Work to complete:
Of the material below, only the lines from the line containing "received with a" down to the line containing "pub fn list_deliveries(state: &AppState)" belong in the answer, written out exactly.

Records shown:
-.-.-
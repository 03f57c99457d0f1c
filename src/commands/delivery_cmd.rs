//! Delivery Commands
//!
//! Scheduling, arrival, and the receipt sub-flow. A delivery received with a
//! problem is handed to the pending module through [`crate::bridge`].

use crate::bridge;
use crate::domain::{DeliveryItem, DeliveryStatus, DomainError, DomainResult, ReceiptOutcome};
use crate::forms::ReceiptForm;
use crate::{now_ms, AppState};

/// Deliveries in stored order, newest first
pub fn list_deliveries(state: &AppState) -> &[DeliveryItem] {
    state.store.deliveries()
}

/// Submit the delivery form
pub async fn create_delivery(state: &mut AppState) -> DomainResult<DeliveryItem> {
    if !state.ui.delivery_form.can_submit() {
        return Err(DomainError::InvalidInput(
            "material, supplier, a positive quantity, unit and arrival are required".to_string(),
        ));
    }
    let input = state.ui.delivery_form.to_new_delivery()?;

    let id = state.store.allocate_id(now_ms())?;
    let item = DeliveryItem::create(id, input)?;

    state.store.insert_delivery(item.clone());
    state.ui.form_submitted();
    state.persist_deliveries().await;

    log::info!("Scheduled delivery {} of {}", item.id, item.material);
    Ok(item)
}

/// Scheduled -> Arrived
pub async fn mark_arrived(state: &mut AppState, id: &str) -> DomainResult<DeliveryItem> {
    let item = state.store.delivery_mut(id)?;
    item.mark_arrived()?;
    let updated = item.clone();

    state.persist_deliveries().await;
    log::info!("Delivery {} arrived", id);
    Ok(updated)
}

/// Open the receipt form for an arrived delivery
pub fn begin_receipt(state: &mut AppState, id: &str) -> DomainResult<()> {
    let status = state
        .store
        .find_delivery(id)
        .ok_or_else(|| DomainError::NotFound(format!("Delivery {}", id)))?
        .status();
    if status != DeliveryStatus::Arrived {
        return Err(DomainError::invalid_transition(status.as_str(), "receive"));
    }

    state.ui.receipt = Some(ReceiptForm::new(id));
    Ok(())
}

pub fn cancel_receipt(state: &mut AppState) {
    state.ui.receipt = None;
}

/// Confirm the open receipt as checked or as a problem.
///
/// Without a receiver name and signature nothing changes and the form stays
/// open. A problem outcome opens a pre-filled pending form.
pub async fn confirm_receipt(
    state: &mut AppState,
    outcome: ReceiptOutcome,
) -> DomainResult<DeliveryItem> {
    let form = state
        .ui
        .receipt
        .as_ref()
        .ok_or_else(|| DomainError::InvalidInput("no receipt in progress".to_string()))?;
    if !form.can_confirm() {
        return Err(DomainError::InvalidInput(
            "receiver name and signature are required".to_string(),
        ));
    }

    let now = now_ms();
    let item = state.store.delivery_mut(&form.delivery_id)?;
    item.receive(&form.receipt, outcome, now)?;
    let updated = item.clone();

    state.ui.receipt = None;
    state.persist_deliveries().await;
    log::info!("Delivery {} received as {}", updated.id, updated.status().as_str());

    bridge::on_delivery_received(&mut state.ui, &updated, now, state.config.notice_duration_ms);
    Ok(updated)
}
-.-.-
Task response:
//! Scheduling, arrival, and the receipt sub-flow. A delivery received with a
//! problem is handed to the pending module through [`crate::bridge`].

use crate::bridge;
use crate::domain::{DeliveryItem, DeliveryStatus, DomainError, DomainResult, ReceiptOutcome};
use crate::forms::ReceiptForm;
use crate::{now_ms, AppState};

/// Deliveries in stored order, newest first
pub fn list_deliveries(state: &AppState) -> &[DeliveryItem] {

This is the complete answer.